Buck salvó la vida varias veces: Enfermedades respiratorias, un hueso (suyo o de algo que se comió, no sabemos) que se le quedó atravesado en el pecho y cuya presencia o naturaleza ni las radiografías pudieron aclarar; ataques de perros y de otros gatos que le dejaban heridas profundas que tardaban meses en sanar, caídas y, en los últimos meses, la necesidad de conseguir su propia comida debido a mis cada vez más frecuentes y largas ausencias. Este último era un asunto que no me preocupaba en demasía dado que yo no era el único que lo alimentaba regularmente. Buck era un tremendo glotón, un tragaldabas que explotaba la hospitalidad de por lo menos tres casas; y lo que no encontraba aquí podía comerlo siempre en otro lugar con mejor o peor suerte en lo que respecta a la calidad.
Por eso, la primera señal de que algo no andaba bien fue que pasaba enfrente de la comida como si no estuviera ahí, a pesar de que se quejaba de tener hambre, y de dolores que lo asaltaban a mitad de la noche.
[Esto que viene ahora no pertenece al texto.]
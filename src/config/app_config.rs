use std::time::Duration;

use serde::Deserialize;

use crate::domain::{DomainError, KeyLifetime};

/// Application configuration
#[derive(Debug, Clone, Deserialize, Default)]
#[serde(default)]
pub struct AppConfig {
    pub server: ServerConfig,
    pub logging: LoggingConfig,
    pub directory: DirectoryConfig,
    pub storage: StorageConfig,
    pub keys: KeysConfig,
    pub provisioning: ProvisioningConfig,
}

#[derive(Debug, Clone, Deserialize)]
#[serde(default)]
pub struct ServerConfig {
    pub host: String,
    pub port: u16,
    /// Path prefix for the key endpoints
    pub prefix: String,
}

#[derive(Debug, Clone, Deserialize)]
#[serde(default)]
pub struct LoggingConfig {
    pub level: String,
    pub format: LogFormat,
}

#[derive(Debug, Clone, Deserialize, Default)]
#[serde(rename_all = "lowercase")]
pub enum LogFormat {
    #[default]
    Pretty,
    Json,
}

/// Upstream credential directory (LiteLLM proxy)
#[derive(Clone, Deserialize)]
#[serde(default)]
pub struct DirectoryConfig {
    pub base_url: String,
    /// Bearer token; requests are sent unauthenticated when empty
    pub master_key: String,
    pub timeout_secs: u64,
}

#[derive(Debug, Clone, Copy, PartialEq, Eq, Deserialize, Default)]
#[serde(rename_all = "lowercase")]
pub enum StorageBackend {
    #[default]
    Memory,
    Postgres,
}

#[derive(Debug, Clone, Deserialize)]
#[serde(default)]
pub struct StorageConfig {
    pub backend: StorageBackend,
    pub database_url: Option<String>,
    pub max_connections: u32,
}

/// Key lifecycle policy
#[derive(Debug, Clone, Deserialize)]
#[serde(default)]
pub struct KeysConfig {
    /// Budget ceiling for standard keys, also the budget of provisioned users
    pub default_budget: f64,
    /// Ceiling on live directory keys per user
    pub max_active_keys: usize,
    /// Ceiling on active long-term keys per user
    pub long_term_key_limit: usize,
    pub long_term_key_budget: f64,
    pub long_term_key_lifetime: KeyLifetime,
    /// Standard keys never expire when unset
    pub standard_key_lifetime: Option<KeyLifetime>,
}

#[derive(Debug, Clone, Deserialize, Default)]
#[serde(default)]
pub struct ProvisioningConfig {
    /// How long a confirmed user is trusted without asking the directory; 0 disables caching
    pub cache_ttl_secs: u64,
}

impl Default for ServerConfig {
    fn default() -> Self {
        Self {
            host: "0.0.0.0".to_string(),
            port: 8080,
            prefix: "/api".to_string(),
        }
    }
}

impl Default for LoggingConfig {
    fn default() -> Self {
        Self {
            level: "info".to_string(),
            format: LogFormat::default(),
        }
    }
}

impl Default for DirectoryConfig {
    fn default() -> Self {
        Self {
            base_url: "http://litellm:4000".to_string(),
            master_key: String::new(),
            timeout_secs: 10,
        }
    }
}

impl std::fmt::Debug for DirectoryConfig {
    fn fmt(&self, f: &mut std::fmt::Formatter<'_>) -> std::fmt::Result {
        f.debug_struct("DirectoryConfig")
            .field("base_url", &self.base_url)
            .field("master_key", &if self.master_key.is_empty() { "" } else { "***" })
            .field("timeout_secs", &self.timeout_secs)
            .finish()
    }
}

impl DirectoryConfig {
    pub fn timeout(&self) -> Duration {
        Duration::from_secs(self.timeout_secs)
    }
}

impl Default for StorageConfig {
    fn default() -> Self {
        Self {
            backend: StorageBackend::default(),
            database_url: None,
            max_connections: 5,
        }
    }
}

impl Default for KeysConfig {
    fn default() -> Self {
        Self {
            default_budget: 1.0,
            max_active_keys: 10,
            long_term_key_limit: 1,
            long_term_key_budget: 20.0,
            long_term_key_lifetime: KeyLifetime::LONG_TERM_DEFAULT,
            standard_key_lifetime: None,
        }
    }
}

impl ProvisioningConfig {
    pub fn cache_ttl(&self) -> Option<Duration> {
        (self.cache_ttl_secs > 0).then(|| Duration::from_secs(self.cache_ttl_secs))
    }
}

impl AppConfig {
    pub fn load() -> Result<Self, config::ConfigError> {
        let config = config::Config::builder()
            .add_source(config::File::with_name("config/default").required(false))
            .add_source(config::File::with_name("config/local").required(false))
            .add_source(
                config::Environment::with_prefix("APP")
                    .separator("__")
                    .try_parsing(true),
            )
            .build()?;

        config.try_deserialize()
    }

    /// Reject settings the services cannot run with
    pub fn validate(&self) -> Result<(), DomainError> {
        if self.directory.base_url.trim().is_empty() {
            return Err(DomainError::configuration("directory.base_url is required"));
        }

        if self.directory.timeout_secs == 0 {
            return Err(DomainError::configuration(
                "directory.timeout_secs must be greater than zero",
            ));
        }

        let budgets = [self.keys.default_budget, self.keys.long_term_key_budget];
        if budgets.iter().any(|b| b.is_nan() || *b < 0.0) {
            return Err(DomainError::configuration("key budgets cannot be negative"));
        }

        if self.storage.backend == StorageBackend::Postgres && self.storage.database_url.is_none()
        {
            return Err(DomainError::configuration(
                "storage.database_url is required for the postgres backend",
            ));
        }

        Ok(())
    }
}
No puedo dejar de pensar en que fui muy negligente y, a diferencia de las ocasiones anteriores en las que cayó enfermo, no corrí a llevarlo al veterinario suponiendo que lo suyo era una diarrea de esas de las que te recuperas dejando de poner comida en una panza sobrecargada. Ya le había pasado antes, y terminaba saliendo tan campante dejando atrás su caja de arena hecha un batidillo. Por eso pienso que a Buck lo envenenaron; porque nunca recuperó el apetito. El hecho de que no dejara de hacer sus patrullas me engañó con la impresión de que el asunto seguía sin ser grave hasta la mañana en la que tuve que salir de viaje de nuevo y supe que me había confiado de más. Que habría tenido que llevar a Buck al veterinario el día anterior y ahora, aunque pudiera llevarlo, no tenía remedio, porque se estaba muriendo tras una noche de vomitar y defecar. Estaba acostado en mi cama con los ojos entrecerrados, y le hablaba mientras hacía maletas apresuradamente. Me fui luego a hacer el desayuno y regresé con un poco del tocino que siempre compartía con él, lo que hizo el milagro de que se levantara de nuevo para ir a la cocina; pero no logré que comiera nada. Salió a tomar el sol en el patio de atrás y ahí lo dejé, junto a más comida, porque siempre esperé que lograría salir adelante también ahora. Por si acaso, me despedí de él y le di las gracias.
Al día siguiente lo enterré en el mismo patio en el que lo había dejado. Estaba molesto conmigo mismo por este mal hábito de arruinarle la vida a mascotas y personas, pero pienso que mi castigo es largo y continuo, además de merecido. Porque sigo despertando en mi cama solitaria, a la misma hora a la que Buck regresaba de sus patrullas, pero sin escuchar su maullido el cual, aunque molesto, disipaba como ninguna otra cosa los espectros de la madrugada.